**Problem to solve**
From the first line to the last, give the records again exactly.

[Saved data entries]

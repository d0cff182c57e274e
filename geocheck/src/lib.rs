//! Topology validation and repair engine for vector layers.
//!
//! The crate scans collections of vector features across one or more layers, detects topological
//! defects (dangles, holes, self-intersections, gaps, overlaps, sliver polygons) and applies
//! user-chosen automated fixes while keeping the layers' edit state consistent.
//!
//! # Quick start
//!
//! ```
//! use std::sync::Arc;
//! use geocheck::check::GeometryCheck;
//! use geocheck::check::hole::HoleCheck;
//! use geocheck::context::CheckContext;
//! use geocheck::feedback::Feedback;
//! use geocheck::pool::{FeaturePools, MemoryFeaturePool};
//! use geocheck::registry::CheckRegistry;
//! use geocheck_types::{Contour, Crs, Geom, GeometryType, Point2d, Polygon};
//!
//! // A layer with a single polygon that has a hole in it.
//! let polygon = Polygon::new(
//!     Contour::closed(vec![
//!         Point2d::new(0.0, 0.0),
//!         Point2d::new(10.0, 0.0),
//!         Point2d::new(10.0, 10.0),
//!         Point2d::new(0.0, 10.0),
//!     ]),
//!     vec![Contour::closed(vec![
//!         Point2d::new(4.0, 4.0),
//!         Point2d::new(6.0, 4.0),
//!         Point2d::new(6.0, 6.0),
//!         Point2d::new(4.0, 6.0),
//!     ])],
//! );
//! let pool = MemoryFeaturePool::builder("parcels", GeometryType::Polygon, Crs::new("EPSG:3857"))
//!     .feature(Geom::Polygon(polygon), vec![])
//!     .build();
//! let mut pools = FeaturePools::new();
//! pools.insert("parcels".to_string(), Arc::new(pool));
//!
//! let context = CheckContext::new(0.001, Crs::new("EPSG:3857"));
//! let registry = CheckRegistry::with_builtin_checks();
//! let check = registry
//!     .create_check(HoleCheck::ID, &context, &Default::default())
//!     .expect("hole check not registered");
//!
//! let mut errors = vec![];
//! let mut messages = vec![];
//! check.collect_errors(&pools, &mut errors, &mut messages, &Feedback::new(), None);
//! assert_eq!(errors.len(), 1);
//! ```

pub mod changes;
pub mod check;
pub mod context;
pub mod error;
pub mod feature;
pub mod feedback;
pub mod geom_engine;
pub mod layer_features;
pub mod pool;
pub mod registry;
pub mod utils;

pub use error::GeocheckError;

**Task response**
repository d0cff182c57e274e
filename geocheck/src/lib.rs
//! Topology validation and repair engine for vector layers.
//!
//! The crate scans collections of vector features across one or more layers, detects topological
//! defects (dangles, holes, self-intersections, gaps, overlaps, sliver polygons) and applies
//! user-chosen automated fixes while keeping the layers' edit state consistent.
//!
//! # Quick start
//!
//! ```
//! use std::sync::Arc;
//! use geocheck::check::GeometryCheck;
//! use geocheck::check::hole::HoleCheck;
//! use geocheck::context::CheckContext;
//! use geocheck::feedback::Feedback;
//! use geocheck::pool::{FeaturePools, MemoryFeaturePool};
//! use geocheck::registry::CheckRegistry;
//! use geocheck_types::{Contour, Crs, Geom, GeometryType, Point2d, Polygon};
//!
//! // A layer with a single polygon that has a hole in it.
//! let polygon = Polygon::new(
//!     Contour::closed(vec![
//!         Point2d::new(0.0, 0.0),
//!         Point2d::new(10.0, 0.0),
//!         Point2d::new(10.0, 10.0),
//!         Point2d::new(0.0, 10.0),
//!     ]),
//!     vec![Contour::closed(vec![
//!         Point2d::new(4.0, 4.0),
//!         Point2d::new(6.0, 4.0),
//!         Point2d::new(6.0, 6.0),
//!         Point2d::new(4.0, 6.0),
//!     ])],
//! );
//! let pool = MemoryFeaturePool::builder("parcels", GeometryType::Polygon, Crs::new("EPSG:3857"))
//!     .feature(Geom::Polygon(polygon), vec![])
//!     .build();
//! let mut pools = FeaturePools::new();
//! pools.insert("parcels".to_string(), Arc::new(pool));
//!
//! let context = CheckContext::new(0.001, Crs::new("EPSG:3857"));
//! let registry = CheckRegistry::with_builtin_checks();
//! let check = registry
//!     .create_check(HoleCheck::ID, &context, &Default::default())
//!     .expect("hole check not registered");
//!
//! let mut errors = vec![];
//! let mut messages = vec![];
//! check.collect_errors(&pools, &mut errors, &mut messages, &Feedback::new(), None);
//! assert_eq!(errors.len(), 1);
//! ```

pub mod changes;
pub mod check;
pub mod context;
pub mod error;
pub mod feature;
pub mod feedback;
pub mod geom_engine;
pub mod layer_features;
pub mod pool;
pub mod registry;
pub mod utils;

pub use error::GeocheckError;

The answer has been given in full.